* Aim of the task:
What you return should be every line of the material, unchanged.
--------------------------------
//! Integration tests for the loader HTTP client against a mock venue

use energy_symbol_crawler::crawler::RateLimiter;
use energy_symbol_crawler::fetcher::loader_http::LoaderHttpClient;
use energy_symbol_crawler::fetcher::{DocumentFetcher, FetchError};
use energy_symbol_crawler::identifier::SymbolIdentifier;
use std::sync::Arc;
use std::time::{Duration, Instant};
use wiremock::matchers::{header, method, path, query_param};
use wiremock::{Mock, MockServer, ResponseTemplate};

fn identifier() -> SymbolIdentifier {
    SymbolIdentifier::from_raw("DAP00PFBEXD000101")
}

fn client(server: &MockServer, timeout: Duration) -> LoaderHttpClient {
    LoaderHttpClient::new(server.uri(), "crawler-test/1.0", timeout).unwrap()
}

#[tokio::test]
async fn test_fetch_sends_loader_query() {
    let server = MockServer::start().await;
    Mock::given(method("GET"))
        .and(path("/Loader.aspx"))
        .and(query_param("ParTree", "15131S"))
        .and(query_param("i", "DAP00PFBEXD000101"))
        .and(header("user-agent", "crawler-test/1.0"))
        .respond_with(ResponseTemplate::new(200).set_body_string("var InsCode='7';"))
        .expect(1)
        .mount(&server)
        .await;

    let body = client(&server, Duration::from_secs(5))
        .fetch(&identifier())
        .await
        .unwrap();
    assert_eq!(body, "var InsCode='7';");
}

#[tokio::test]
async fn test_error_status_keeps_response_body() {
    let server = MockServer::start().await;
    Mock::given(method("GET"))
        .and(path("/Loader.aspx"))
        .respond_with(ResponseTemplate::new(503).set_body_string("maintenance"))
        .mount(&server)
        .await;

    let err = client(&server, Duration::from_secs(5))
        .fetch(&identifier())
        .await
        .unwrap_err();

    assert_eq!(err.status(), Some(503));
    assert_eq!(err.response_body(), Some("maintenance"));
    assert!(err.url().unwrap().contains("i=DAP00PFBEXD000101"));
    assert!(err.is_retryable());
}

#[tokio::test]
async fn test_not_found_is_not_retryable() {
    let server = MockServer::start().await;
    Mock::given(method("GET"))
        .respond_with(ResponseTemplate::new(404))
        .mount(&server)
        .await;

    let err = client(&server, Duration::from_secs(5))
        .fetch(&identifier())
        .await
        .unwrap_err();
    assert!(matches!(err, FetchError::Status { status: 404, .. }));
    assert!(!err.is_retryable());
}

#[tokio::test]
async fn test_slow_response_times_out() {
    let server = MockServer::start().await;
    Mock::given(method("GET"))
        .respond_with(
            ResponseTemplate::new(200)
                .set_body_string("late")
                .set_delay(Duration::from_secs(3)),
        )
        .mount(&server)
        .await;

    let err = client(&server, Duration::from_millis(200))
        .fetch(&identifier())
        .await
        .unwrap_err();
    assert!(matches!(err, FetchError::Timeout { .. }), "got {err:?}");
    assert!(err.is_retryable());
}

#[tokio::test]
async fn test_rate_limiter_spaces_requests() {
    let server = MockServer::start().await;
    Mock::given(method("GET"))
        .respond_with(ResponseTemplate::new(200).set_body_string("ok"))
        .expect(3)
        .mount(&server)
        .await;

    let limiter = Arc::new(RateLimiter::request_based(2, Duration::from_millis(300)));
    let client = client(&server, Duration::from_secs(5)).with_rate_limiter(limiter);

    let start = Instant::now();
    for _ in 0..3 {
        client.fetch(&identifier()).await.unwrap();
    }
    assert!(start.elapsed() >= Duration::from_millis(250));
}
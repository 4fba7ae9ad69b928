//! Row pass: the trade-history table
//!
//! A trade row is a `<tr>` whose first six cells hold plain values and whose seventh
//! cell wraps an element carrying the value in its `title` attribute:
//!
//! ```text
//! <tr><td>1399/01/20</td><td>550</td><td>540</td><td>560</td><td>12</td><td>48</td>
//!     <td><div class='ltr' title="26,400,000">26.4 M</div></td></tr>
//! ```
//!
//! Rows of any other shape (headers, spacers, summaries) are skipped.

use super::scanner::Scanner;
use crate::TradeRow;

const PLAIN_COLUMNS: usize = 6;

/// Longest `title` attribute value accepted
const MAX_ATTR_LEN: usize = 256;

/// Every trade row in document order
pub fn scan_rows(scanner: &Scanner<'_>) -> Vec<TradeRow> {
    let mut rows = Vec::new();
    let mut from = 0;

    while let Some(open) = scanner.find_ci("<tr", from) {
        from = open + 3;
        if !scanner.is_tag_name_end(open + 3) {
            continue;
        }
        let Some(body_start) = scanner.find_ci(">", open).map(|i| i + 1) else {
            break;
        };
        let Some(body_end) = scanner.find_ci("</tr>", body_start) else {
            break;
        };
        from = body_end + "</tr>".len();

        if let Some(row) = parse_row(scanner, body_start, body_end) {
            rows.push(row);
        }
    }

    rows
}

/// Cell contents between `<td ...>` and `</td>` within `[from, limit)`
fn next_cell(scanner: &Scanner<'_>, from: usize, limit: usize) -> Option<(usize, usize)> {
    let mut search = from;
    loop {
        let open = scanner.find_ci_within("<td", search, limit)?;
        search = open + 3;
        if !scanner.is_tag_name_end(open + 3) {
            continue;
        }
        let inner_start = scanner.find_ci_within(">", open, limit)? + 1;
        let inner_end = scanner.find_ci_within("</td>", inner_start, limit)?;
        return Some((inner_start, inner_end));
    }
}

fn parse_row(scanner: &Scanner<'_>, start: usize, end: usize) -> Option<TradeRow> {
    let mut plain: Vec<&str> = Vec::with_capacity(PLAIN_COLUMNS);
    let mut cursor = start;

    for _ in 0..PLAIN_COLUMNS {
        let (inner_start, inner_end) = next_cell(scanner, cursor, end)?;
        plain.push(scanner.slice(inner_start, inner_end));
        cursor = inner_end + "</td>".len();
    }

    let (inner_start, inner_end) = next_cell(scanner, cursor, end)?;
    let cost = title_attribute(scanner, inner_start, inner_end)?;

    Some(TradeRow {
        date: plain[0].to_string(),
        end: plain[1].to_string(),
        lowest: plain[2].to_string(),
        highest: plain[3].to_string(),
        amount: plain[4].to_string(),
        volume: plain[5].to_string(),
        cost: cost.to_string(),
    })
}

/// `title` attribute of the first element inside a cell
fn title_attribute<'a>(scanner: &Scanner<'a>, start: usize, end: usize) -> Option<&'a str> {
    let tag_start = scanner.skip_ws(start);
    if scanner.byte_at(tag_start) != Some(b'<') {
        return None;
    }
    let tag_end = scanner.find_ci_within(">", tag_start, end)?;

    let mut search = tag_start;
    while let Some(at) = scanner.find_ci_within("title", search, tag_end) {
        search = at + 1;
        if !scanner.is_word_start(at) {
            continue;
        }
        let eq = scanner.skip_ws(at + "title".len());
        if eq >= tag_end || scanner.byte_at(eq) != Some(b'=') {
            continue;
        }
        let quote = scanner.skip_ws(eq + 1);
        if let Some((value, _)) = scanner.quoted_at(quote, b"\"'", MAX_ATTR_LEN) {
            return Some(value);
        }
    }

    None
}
--------------------------------
* Answer box:
//! Integration tests for the loader HTTP client against a mock venue

use energy_symbol_crawler::crawler::RateLimiter;
use energy_symbol_crawler::fetcher::loader_http::LoaderHttpClient;
use energy_symbol_crawler::fetcher::{DocumentFetcher, FetchError};
use energy_symbol_crawler::identifier::SymbolIdentifier;
use std::sync::Arc;
use std::time::{Duration, Instant};
use wiremock::matchers::{header, method, path, query_param};
use wiremock::{Mock, MockServer, ResponseTemplate};

fn identifier() -> SymbolIdentifier {
    SymbolIdentifier::from_raw("DAP00PFBEXD000101")
}

fn client(server: &MockServer, timeout: Duration) -> LoaderHttpClient {
    LoaderHttpClient::new(server.uri(), "crawler-test/1.0", timeout).unwrap()
}

#[tokio::test]
async fn test_fetch_sends_loader_query() {
    let server = MockServer::start().await;
    Mock::given(method("GET"))
        .and(path("/Loader.aspx"))
        .and(query_param("ParTree", "15131S"))
        .and(query_param("i", "DAP00PFBEXD000101"))
        .and(header("user-agent", "crawler-test/1.0"))
        .respond_with(ResponseTemplate::new(200).set_body_string("var InsCode='7';"))
        .expect(1)
        .mount(&server)
        .await;

    let body = client(&server, Duration::from_secs(5))
        .fetch(&identifier())
        .await
        .unwrap();
    assert_eq!(body, "var InsCode='7';");
}

#[tokio::test]
async fn test_error_status_keeps_response_body() {
    let server = MockServer::start().await;
    Mock::given(method("GET"))
        .and(path("/Loader.aspx"))
        .respond_with(ResponseTemplate::new(503).set_body_string("maintenance"))
        .mount(&server)
        .await;

    let err = client(&server, Duration::from_secs(5))
        .fetch(&identifier())
        .await
        .unwrap_err();

    assert_eq!(err.status(), Some(503));
    assert_eq!(err.response_body(), Some("maintenance"));
    assert!(err.url().unwrap().contains("i=DAP00PFBEXD000101"));
    assert!(err.is_retryable());
}

#[tokio::test]
async fn test_not_found_is_not_retryable() {
    let server = MockServer::start().await;
    Mock::given(method("GET"))
        .respond_with(ResponseTemplate::new(404))
        .mount(&server)
        .await;

    let err = client(&server, Duration::from_secs(5))
        .fetch(&identifier())
        .await
        .unwrap_err();
    assert!(matches!(err, FetchError::Status { status: 404, .. }));
    assert!(!err.is_retryable());
}

#[tokio::test]
async fn test_slow_response_times_out() {
    let server = MockServer::start().await;
    Mock::given(method("GET"))
        .respond_with(
            ResponseTemplate::new(200)
                .set_body_string("late")
                .set_delay(Duration::from_secs(3)),
        )
        .mount(&server)
        .await;

    let err = client(&server, Duration::from_millis(200))
        .fetch(&identifier())
        .await
        .unwrap_err();
    assert!(matches!(err, FetchError::Timeout { .. }), "got {err:?}");
    assert!(err.is_retryable());
}

#[tokio::test]
async fn test_rate_limiter_spaces_requests() {
    let server = MockServer::start().await;
    Mock::given(method("GET"))
        .respond_with(ResponseTemplate::new(200).set_body_string("ok"))
        .expect(3)
        .mount(&server)
        .await;

    let limiter = Arc::new(RateLimiter::request_based(2, Duration::from_millis(300)));
    let client = client(&server, Duration::from_secs(5)).with_rate_limiter(limiter);

    let start = Instant::now();
    for _ in 0..3 {
        client.fetch(&identifier()).await.unwrap();
    }
    assert!(start.elapsed() >= Duration::from_millis(250));
}
repository 4fba7ae9ad69b928
//! Row pass: the trade-history table
//!
//! A trade row is a `<tr>` whose first six cells hold plain values and whose seventh
//! cell wraps an element carrying the value in its `title` attribute:
//!
//! ```text
//! <tr><td>1399/01/20</td><td>550</td><td>540</td><td>560</td><td>12</td><td>48</td>
//!     <td><div class='ltr' title="26,400,000">26.4 M</div></td></tr>
//! ```
//!
//! Rows of any other shape (headers, spacers, summaries) are skipped.

use super::scanner::Scanner;
use crate::TradeRow;

const PLAIN_COLUMNS: usize = 6;

/// Longest `title` attribute value accepted
const MAX_ATTR_LEN: usize = 256;

/// Every trade row in document order
pub fn scan_rows(scanner: &Scanner<'_>) -> Vec<TradeRow> {
    let mut rows = Vec::new();
    let mut from = 0;

    while let Some(open) = scanner.find_ci("<tr", from) {
        from = open + 3;
        if !scanner.is_tag_name_end(open + 3) {
            continue;
        }
        let Some(body_start) = scanner.find_ci(">", open).map(|i| i + 1) else {
            break;
        };
        let Some(body_end) = scanner.find_ci("</tr>", body_start) else {
            break;
        };
        from = body_end + "</tr>".len();

        if let Some(row) = parse_row(scanner, body_start, body_end) {
            rows.push(row);
        }
    }

    rows
}

/// Cell contents between `<td ...>` and `</td>` within `[from, limit)`
fn next_cell(scanner: &Scanner<'_>, from: usize, limit: usize) -> Option<(usize, usize)> {
    let mut search = from;
    loop {
        let open = scanner.find_ci_within("<td", search, limit)?;
        search = open + 3;
        if !scanner.is_tag_name_end(open + 3) {
            continue;
        }
        let inner_start = scanner.find_ci_within(">", open, limit)? + 1;
        let inner_end = scanner.find_ci_within("</td>", inner_start, limit)?;
        return Some((inner_start, inner_end));
    }
}

fn parse_row(scanner: &Scanner<'_>, start: usize, end: usize) -> Option<TradeRow> {
    let mut plain: Vec<&str> = Vec::with_capacity(PLAIN_COLUMNS);
    let mut cursor = start;

    for _ in 0..PLAIN_COLUMNS {
        let (inner_start, inner_end) = next_cell(scanner, cursor, end)?;
        plain.push(scanner.slice(inner_start, inner_end));
        cursor = inner_end + "</td>".len();
    }

    let (inner_start, inner_end) = next_cell(scanner, cursor, end)?;
    let cost = title_attribute(scanner, inner_start, inner_end)?;

    Some(TradeRow {
        date: plain[0].to_string(),
        end: plain[1].to_string(),
        lowest: plain[2].to_string(),
        highest: plain[3].to_string(),
        amount: plain[4].to_string(),
        volume: plain[5].to_string(),
        cost: cost.to_string(),
    })
}

/// `title` attribute of the first element inside a cell
fn title_attribute<'a>(scanner: &Scanner<'a>, start: usize, end: usize) -> Option<&'a str> {
    let tag_start = scanner.skip_ws(start);
    if scanner.byte_at(tag_start) != Some(b'<') {
        return None;
    }
    let tag_end = scanner.find_ci_within(">", tag_start, end)?;

    let mut search = tag_start;
    while let Some(at) = scanner.find_ci_within("title", search, tag_end) {
        search = at + 1;
        if !scanner.is_word_start(at) {
            continue;
        }
        let eq = scanner.skip_ws(at + "title".len());
        if eq >= tag_end || scanner.byte_at(eq) != Some(b'=') {
            continue;
        }
        let quote = scanner.skip_ws(eq + 1);
        if let Some((value, _)) = scanner.quoted_at(quote, b"\"'", MAX_ATTR_LEN) {
            return Some(value);
        }
    }

    None
}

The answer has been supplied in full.